Trigonometric Proof
This follows almost immediately from $$\sin 20^\circ \sin 40^\circ \sin 80^\circ =\frac{\sqrt 3}{8},\tag{1}$$
which is a corollary of
$$\sin x \sin (60^\circ-x) \sin (60^\circ+x)=\frac{\sin(3x)}{4}.$$
My hint is to write one of $\sin 20^\circ$ from $\sin^2 20^\circ$ as $2\sin 10^\circ \cos 10^\circ$, and to note that $\cos 10^\circ=\sin 80^\circ$.
Postscript: We also have $$\cos x\cos(60^\circ-x)\cos(60^\circ+x)=\frac{\cos(3x)}{4},$$
making
$$\cos 20^\circ\cos 40^\circ \cos 80^\circ= \frac18.$$ Consequently
$$\tan x \tan(60^\circ -x )\tan(60^\circ+x)=\tan (3x)$$
and
$$\tan 20^\circ \tan 40^\circ \tan 80^\circ =\sqrt3.$$
We also have the following identity.
$$\prod_{j=1}^{n}\sin\left(x+\frac{(j-1)\pi}{n}\right)=\frac{\sin (nx)}{2^{n-1}}$$
for all positive integers $n$. From this identity,
$$\prod_{j=1}^{n}\cos\left(x+\frac{(j-1)\pi}{n}\right)=(-1)^{\frac{n-1}{2}}\frac{\cos (nx)}{2^{n-1}}$$
and
$$\prod_{j=1}^n\tan\left(x+\frac{(j-1)\pi}{n}\right)=(-1)^{\frac{n-1}{2}}\tan(nx)$$
for all odd positive integers $n$. We also have
$$\prod_{j=1}^n\tan\left(x+\frac{(j-1)\pi}{n}\right)=(-1)^{\frac{n}{2}}$$
if $n$ is an even positive integer, which implies
$$\prod_{j=1}^{n}\cos\left(x+\frac{(j-1)\pi}{n}\right)=(-1)^{\frac{n}{2}}\frac{\sin (nx)}{2^{n-1}}$$
for each even positive integer $n$.
Geometric Proof
There is also a geometric proof without using $(1)$. Let $ABC$ be a triangle with $\angle BAC=90^\circ$ and $\angle ABC=20^\circ$. Let $E$ and $F$ be internal points of $AC$ and $AB$ such that $BE$ bisects $\angle ABC$ and $\angle ACF=30^\circ$. We want to show that $\angle CFE=20^\circ$.
Note that $\angle BCF=40^\circ$. If $D$ is an internal point of $BF$ such that $CD$ bisects $\angle BDC$, then $\triangle DBC$ is isosceles.

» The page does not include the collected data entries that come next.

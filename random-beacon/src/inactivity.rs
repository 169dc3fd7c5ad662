//! Inactivity claims.
//!
//! A group may declare some of its members inactive with a claim signed by
//! at least `group_threshold` of its other members. Each group carries a
//! nonce that a claim must quote and that increments on every accepted
//! claim, so a claim cannot be replayed.

use {
    crate::{
        crypto::{verify_member_signature, MEMBER_SIGNATURE_LEN},
        error::{BeaconError, Result, ValidationError},
        types::{are_valid_member_indices, member_signatures, GroupId, InactivityClaim},
    },
    log::*,
    solana_pubkey::Pubkey,
    std::collections::HashMap,
};

#[derive(Debug, Clone, Default)]
pub struct InactivityClaims {
    nonces: HashMap<GroupId, u64>,
}

impl InactivityClaims {
    pub fn new() -> Self {
        Self::default()
    }

    /// Nonce the next claim for `group_id` must carry.
    pub fn nonce(&self, group_id: GroupId) -> u64 {
        self.nonces.get(&group_id).copied().unwrap_or(0)
    }

    /// Validate `claim` against the group's public key and ordered member
    /// keys, then consume the nonce. Returns the 0-based positions of the
    /// inactive members.
    pub fn accept(
        &mut self,
        claim: &InactivityClaim,
        group_pub_key: &[u8],
        members: &[Pubkey],
        group_threshold: u16,
    ) -> Result<Vec<usize>> {
        let expected = self.nonce(claim.group_id);
        if claim.nonce != expected {
            return Err(BeaconError::InvalidNonce {
                expected,
                actual: claim.nonce,
            });
        }
        validate_claim(claim, group_pub_key, members, group_threshold)
            .map_err(BeaconError::InvalidInactivityClaim)?;

        self.nonces
            .insert(claim.group_id, expected.saturating_add(1));
        info!(
            "group {} declared members {:?} inactive",
            claim.group_id, claim.inactive_members_indices
        );
        Ok(claim
            .inactive_members_indices
            .iter()
            .map(|&index| usize::from(index).saturating_sub(1))
            .collect())
    }
}

fn validate_claim(
    claim: &InactivityClaim,
    group_pub_key: &[u8],
    members: &[Pubkey],
    group_threshold: u16,
) -> std::result::Result<(), ValidationError> {
    if claim.inactive_members_indices.is_empty()
        || !are_valid_member_indices(&claim.inactive_members_indices, members.len())
    {
        return Err(ValidationError::InvalidInactiveIndices);
    }
    if !are_valid_member_indices(&claim.signing_members_indices, members.len()) {
        return Err(ValidationError::InvalidSigningIndices);
    }
    let count = claim.signing_members_indices.len();
    if count < usize::from(group_threshold) {
        return Err(ValidationError::TooFewSignatures {
            count,
            threshold: group_threshold,
        });
    }
    let expected = count.saturating_mul(MEMBER_SIGNATURE_LEN);
    if claim.signatures.len() != expected {
        return Err(ValidationError::SignatureLengthMismatch {
            actual: claim.signatures.len(),
            expected,
        });
    }

    let digest = claim.signing_digest(group_pub_key);
    for (&index, signature) in claim
        .signing_members_indices
        .iter()
        .zip(member_signatures(&claim.signatures))
    {
        if claim.inactive_members_indices.contains(&index) {
            return Err(ValidationError::InactiveSigner(index));
        }
        let signer = members
            .get(usize::from(index).saturating_sub(1))
            .ok_or(ValidationError::InvalidSigningIndices)?;
        if !verify_member_signature(signer, digest.as_ref(), signature) {
            debug!("inactivity claim signature of member {index} does not verify");
            return Err(ValidationError::InvalidMemberSignature(index));
        }
    }
    Ok(())
}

Therefore, $DM\perp BC$ if $M$ is the midpoint of $BC$.
By the angular bisector theorem on $\triangle ABC$, $\frac{AE}{CE}=\frac{AB}{BC}$. Since $\triangle MBD\sim \triangle ABC$, we have
$$\frac{DM}{BM}=\frac{BC}{AB}=\frac{CE}{AE}.$$
Since $BM=\frac12 BC$, we get
$$DB=\frac{CE}{AE} \cdot BM=\frac{BC\cdot CE}{2\cdot AE}.$$
Using the angular bisector theorem with $\triangle FCB$, we get $\frac{DF}{DB}=\frac{CF}{BC}$ so that
$$DF=\frac{CF}{BC}\cdot DB=\frac{CE}{AE}\left(\frac{CF}{2}\right).$$
Since $\triangle ACF$ is a right triangle with $\angle ACF=30^\circ$, we get $AF=\frac{CF}{2}$ so that $DF=\frac{CE}{AE}\cdot AF$ or
$$\frac{DF}{AF}=\frac{CE}{AE}.$$
This means $EF\parallel CD$. Hence $$\angle CFE=\angle FCD=\frac{1}{2}\angle BCF=20^\circ.$$
From this result, we see using the law of sines on $\triangle CFE$ that
$$\frac{CE}{\sin 20^\circ}=\frac{CF}{\sin 130^\circ}=\frac{CF}{\sin 50^\circ}=\frac{CF}{\cos 40^\circ}.$$
Also the law of sines on $\triangle BCF$ yields
$$\frac{CF}{\sin 20^\circ}=\frac{BC}{\sin 120^\circ}=\frac{BC}{\sin 60^\circ}.$$
Therefore
$$\frac{CE}{\sin 20^\circ}=\frac{BC\sin 20^\circ}{\sin 60^\circ \cos 40^\circ}.\tag{2}$$
But using the law of sines with $\triangle BCE$ gives us
$$\frac{CE}{\sin 10^\circ}=\frac{BC}{\sin 100^\circ}=\frac{BC}{\sin 80^\circ}=\frac{BC}{2\sin 40^\circ \cos40^\circ}.\tag{3}$$
From $(2)$ and $(3)$ we obtain
$$\frac{BC \sin 10^\circ}{2\sin 40^\circ \cos 40^\circ}= CE=\frac{BC\sin^2 20^\circ}{\sin 60^\circ \cos 40^\circ}.$$
This proves that
$$\sin^2 20^\circ \sin 40^\circ =\frac{1}{2}\sin 10^\circ \sin 60^\circ =\sin 10^\circ \sin 30^\circ \sin 60^\circ.$$
And from this result, we can prove $(1)$ as well.
Best Answer
$$\begin{align}\dfrac{2\cos 80^\circ-\sin 70^\circ}{\cos 70^\circ}&=\dfrac{2\sin 10^\circ-\cos 20^\circ}{\sin 20^\circ}\\ \\ &=\frac{2}{\sin 20^\circ}(\sin10^\circ-\sin30^\circ\cos20^\circ)\\ \\ &=\frac{2}{\sin 20^\circ}\left(\sin10^\circ-\frac{\sin50^\circ+\sin10^\circ}2\right)\tag{1}\\ \\ &=\frac{\sin10^\circ-\sin50^\circ}{\sin 20^\circ}\\ \\ &=\frac{-2\sin(20^\circ)\cos30^\circ}{\sin 20^\circ}\tag{2}\\ \\ &=-\sqrt3 \end{align}$$
$(1)$ use: $\sin A\cos B=\dfrac12\left[\sin(A+B)+\sin(A-B)\right]$
$(2)$ use: $\sin A-\sin B=2\sin\left(\dfrac{A-B}2\right)\cos\left(\dfrac{A+B}2\right)$